**Problem description**. Copy the data that follows, exactly and completely.

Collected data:

========

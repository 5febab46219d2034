// SPDX-FileCopyrightText: OpenTalk GmbH <mail@opentalk.eu>
//
// SPDX-License-Identifier: EUPL-1.2

crate::diesel_newtype! {
    #[derive(Copy)] UserId(uuid::Uuid) => diesel::sql_types::Uuid
}
//! # sessions-core
//!
//! Discovery and freshness engine for Claude Code session status files.
//!
//! An external CLI writes one small JSON snapshot per working directory into
//! `~/.claude_sessions`. This crate watches that directory, parses every
//! known historical file shape into a normalized [`Session`] record,
//! classifies liveness from elapsed time, and publishes the sorted set to a
//! consumer on another thread.
//!
//! ## Design Principles
//!
//! - **Synchronous**: plain threads and channels, no async runtime.
//! - **Status files are the source of truth**: records are rebuilt from
//!   disk on every scan, never patched in place.
//! - **Graceful degradation**: a bad file is skipped, a missing index means
//!   empty display metadata, a broken directory watch falls back to
//!   interval polling. No single failure stops the scan cycle.
//! - **Explicit wiring**: configuration is injected through a
//!   [`ConfigHandle`]; there is no global state.

pub mod config;
pub mod error;
pub mod index;
pub mod scan;
pub mod status;
pub mod statusline;
pub mod types;
pub mod watcher;

pub use config::{
    default_sessions_dir, load_watch_config, save_watch_config, ConfigHandle, WatchConfig,
};
pub use error::{Result, SessionsError};
pub use scan::{remove_status_file, scan_sessions, sort_sessions, status_file_name};
pub use status::{SessionStatus, Thresholds};
pub use types::{CodeImpact, ContextWindow, Cost, ModelInfo, Session, TokenUsage};
pub use watcher::{SessionWatcher, SessionsSnapshot};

========

**Result of the exercise**.
repository 5febab46219d2034
// SPDX-FileCopyrightText: OpenTalk GmbH <mail@opentalk.eu>
//
// SPDX-License-Identifier: EUPL-1.2

crate::diesel_newtype! {
    #[derive(Copy)] UserId(uuid::Uuid) => diesel::sql_types::Uuid
}
//! # sessions-core
//!
//! Discovery and freshness engine for Claude Code session status files.
//!
//! An external CLI writes one small JSON snapshot per working directory into
//! `~/.claude_sessions`. This crate watches that directory, parses every
//! known historical file shape into a normalized [`Session`] record,
//! classifies liveness from elapsed time, and publishes the sorted set to a
//! consumer on another thread.
//!
//! ## Design Principles
//!
//! - **Synchronous**: plain threads and channels, no async runtime.
//! - **Status files are the source of truth**: records are rebuilt from
//!   disk on every scan, never patched in place.
//! - **Graceful degradation**: a bad file is skipped, a missing index means
//!   empty display metadata, a broken directory watch falls back to
//!   interval polling. No single failure stops the scan cycle.
//! - **Explicit wiring**: configuration is injected through a
//!   [`ConfigHandle`]; there is no global state.

pub mod config;
pub mod error;
pub mod index;
pub mod scan;
pub mod status;
pub mod statusline;
pub mod types;
pub mod watcher;

pub use config::{
    default_sessions_dir, load_watch_config, save_watch_config, ConfigHandle, WatchConfig,
};
pub use error::{Result, SessionsError};
pub use scan::{remove_status_file, scan_sessions, sort_sessions, status_file_name};
pub use status::{SessionStatus, Thresholds};
pub use types::{CodeImpact, ContextWindow, Cost, ModelInfo, Session, TokenUsage};
pub use watcher::{SessionWatcher, SessionsSnapshot};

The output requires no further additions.